◆ WHAT YOU HAVE TO DO
What do the lines say, reproduced word for word, from the first of the entries below through the line bearing "use std::io;"?

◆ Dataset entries
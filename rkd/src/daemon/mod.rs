//! `rkd daemon`: the process the supervisor launches.
//!
//! Holds the pidfile lock, binds every listen address and serves the status
//! router until SIGTERM or SIGINT.

pub mod pidfile;
pub mod status;

use std::future::Future;
use std::io;
use std::sync::Arc;

use axum::Router;
use futures::future::join_all;
use tokio::signal;
use tokio_rustls::TlsAcceptor;
use tokio_util::sync::CancellationToken;
use tracing::{error, info, warn};

use crate::config::EffectiveConfig;
use crate::error::DaemonError;
use crate::listener::{self, BoundListener};
use crate::tls::{self, TlsListener};
use self::pidfile::PidFile;

pub async fn run(config: EffectiveConfig) -> Result<(), DaemonError> {
    run_until(config, shutdown_signal()).await
}

/// Runs the daemon until `shutdown` resolves.
pub async fn run_until(
    config: EffectiveConfig,
    shutdown: impl Future<Output = ()>,
) -> Result<(), DaemonError> {
    config.tls.validate()?;
    let endpoints = config.listen_addrs()?;
    let acceptor = tls::server_acceptor(&config.tls)?;

    let pidfile = PidFile::acquire(&config.pidfile)?;
    info!(pid = std::process::id(), pidfile = %pidfile.path().display(), "daemon starting");

    let mut bound = Vec::with_capacity(endpoints.len());
    for endpoint in &endpoints {
        let listener = match listener::bind(endpoint).await {
            Ok(listener) => listener,
            Err(e) => {
                cleanup(&bound);
                return Err(e);
            }
        };
        let tls = acceptor.is_some() && endpoint.is_tcp();
        info!(address = %endpoint, tls, "listening");
        bound.push(listener);
    }

    let socket_paths: Vec<_> = bound
        .iter()
        .filter_map(|l| match l {
            BoundListener::Unix(_, path) => Some(path.clone()),
            BoundListener::Tcp(_) => None,
        })
        .collect();

    let router = status::router(Arc::new(config));
    let token = CancellationToken::new();
    let servers: Vec<_> = bound
        .into_iter()
        .map(|listener| {
            tokio::spawn(serve(
                listener,
                router.clone(),
                acceptor.clone(),
                token.clone(),
            ))
        })
        .collect();

    shutdown.await;
    info!("shutting down");
    token.cancel();

    for result in join_all(servers).await {
        match result {
            Ok(Ok(())) => {}
            Ok(Err(e)) => error!(error = %e, "listener failed"),
            Err(e) => error!(error = %e, "listener task panicked"),
        }
    }
    for path in &socket_paths {
        BoundListener::cleanup(path);
    }
    drop(pidfile);
    info!("daemon stopped");
    Ok(())
}

fn cleanup(bound: &[BoundListener]) {
    for listener in bound {
        if let BoundListener::Unix(_, path) = listener {
            BoundListener::cleanup(path);
        }
    }
}

async fn serve(
    listener: BoundListener,
    router: Router,
    acceptor: Option<TlsAcceptor>,
    token: CancellationToken,
) -> io::Result<()> {
    let shutdown = token.cancelled_owned();
    match (listener, acceptor) {
        (BoundListener::Tcp(listener), Some(acceptor)) => {
            axum::serve(TlsListener::new(listener, acceptor), router)
                .with_graceful_shutdown(shutdown)
                .await
        }
        (BoundListener::Tcp(listener), None) => {
            axum::serve(listener, router)
                .with_graceful_shutdown(shutdown)
                .await
        }
        (BoundListener::Unix(listener, _), _) => {
            axum::serve(listener, router)
                .with_graceful_shutdown(shutdown)
                .await
        }
    }
}

/// Resolves on SIGINT or SIGTERM.
pub async fn shutdown_signal() {
    let ctrl_c = async {
        if let Err(e) = signal::ctrl_c().await {
            warn!(error = %e, "failed to listen for Ctrl+C");
            std::future::pending::<()>().await;
        }
    };

    let terminate = async {
        match signal::unix::signal(signal::unix::SignalKind::terminate()) {
            Ok(mut sigterm) => {
                sigterm.recv().await;
            }
            Err(e) => {
                warn!(error = %e, "failed to install SIGTERM handler");
                std::future::pending::<()>().await;
            }
        }
    };

    tokio::select! {
        _ = ctrl_c => {},
        _ = terminate => {},
    }
}
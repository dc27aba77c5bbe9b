use std::path::PathBuf;

use anyhow::{Context, bail};
use async_trait::async_trait;
use tokio::process::Command;

use common::{WorkloadSnapshot, WorkloadState};

use crate::recovery::WorkloadManager;

/// Workload manager backed by an external CLI:
/// `list --json`, `inspect ID --json` and `resume ID`.
#[derive(Debug, Clone)]
pub struct CommandWorkloads {
    program: PathBuf,
    host: Option<String>,
}

impl CommandWorkloads {
    pub fn new(program: impl Into<PathBuf>) -> Self {
        CommandWorkloads {
            program: program.into(),
            host: None,
        }
    }

    /// Passes `--host ADDR` ahead of every subcommand.
    pub fn with_host(mut self, host: impl Into<String>) -> Self {
        self.host = Some(host.into());
        self
    }

    async fn run(&self, args: &[&str]) -> anyhow::Result<Vec<u8>> {
        let mut command = Command::new(&self.program);
        if let Some(host) = &self.host {
            command.arg("--host").arg(host);
        }
        let output = command
            .args(args)
            .kill_on_drop(true)
            .output()
            .await
            .with_context(|| format!("failed to run {}", self.program.display()))?;
        if !output.status.success() {
            bail!(
                "`{} {}` failed with {}: {}",
                self.program.display(),
                args.join(" "),
                output.status,
                String::from_utf8_lossy(&output.stderr).trim()
            );
        }
        Ok(output.stdout)
    }
}

#[async_trait]
impl WorkloadManager for CommandWorkloads {
    async fn list_workloads(&self) -> anyhow::Result<Vec<WorkloadSnapshot>> {
        let stdout = self.run(&["list", "--json"]).await?;
        if stdout.iter().all(u8::is_ascii_whitespace) {
            return Ok(Vec::new());
        }
        serde_json::from_slice(&stdout).context("failed to decode workload list")
    }

    async fn resume(&self, id: &str) -> anyhow::Result<()> {
        self.run(&["resume", id]).await.map(|_| ())
    }

    async fn inspect(&self, id: &str) -> anyhow::Result<WorkloadState> {
        let stdout = self.run(&["inspect", id, "--json"]).await?;
        serde_json::from_slice(&stdout).with_context(|| format!("failed to decode state of {id}"))
    }
}

#[cfg(test)]
mod tests {
    use std::fs;
    use std::os::unix::fs::PermissionsExt;
    use std::path::Path;

    use common::{DesiredState, WorkloadStatus};
    use tempfile::tempdir;

    use super::*;

    fn write_tool(dir: &Path, body: &str) -> PathBuf {
        let path = dir.join("workloads");
        fs::write(&path, format!("#!/bin/sh\n{body}\n")).unwrap();
        fs::set_permissions(&path, fs::Permissions::from_mode(0o755)).unwrap();
        path
    }

    #[tokio::test]
    async fn test_command_contract() {
        let dir = tempdir().unwrap();
        let tool = write_tool(
            dir.path(),
            r#"case "$1" in
  list) echo '[{"id":"c1","desiredState":"running","restartPolicy":"always"}]' ;;
  inspect) echo '{"status":"running"}' ;;
  resume) [ "$2" = "c1" ] || exit 3 ;;
esac"#,
        );
        let manager = CommandWorkloads::new(tool);

        let workloads = manager.list_workloads().await.unwrap();
        assert_eq!(workloads.len(), 1);
        assert_eq!(workloads[0].desired, DesiredState::Running);

        manager.resume("c1").await.unwrap();
        assert!(manager.resume("c2").await.is_err());
        assert_eq!(
            manager.inspect("c1").await.unwrap().status,
            WorkloadStatus::Running
        );
    }

    #[tokio::test]
    async fn test_empty_list_and_failures() {
        let dir = tempdir().unwrap();
        let tool = write_tool(
            dir.path(),
            r#"[ "$1" = "--host" ] && shift 2
[ "$1" = "list" ] && exit 0
echo "daemon not ready" >&2; exit 1"#,
        );
        let manager = CommandWorkloads::new(tool).with_host("unix:///tmp/rkd.sock");

        assert!(manager.list_workloads().await.unwrap().is_empty());
        let err = manager.inspect("c1").await.unwrap_err();
        assert!(format!("{err:#}").contains("daemon not ready"));
    }
}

◆ YOUR SOLUTION
filename rkd/src/daemon/mod.rs
//! `rkd daemon`: the process the supervisor launches.
//!
//! Holds the pidfile lock, binds every listen address and serves the status
//! router until SIGTERM or SIGINT.

pub mod pidfile;
pub mod status;

use std::future::Future;
use std::io;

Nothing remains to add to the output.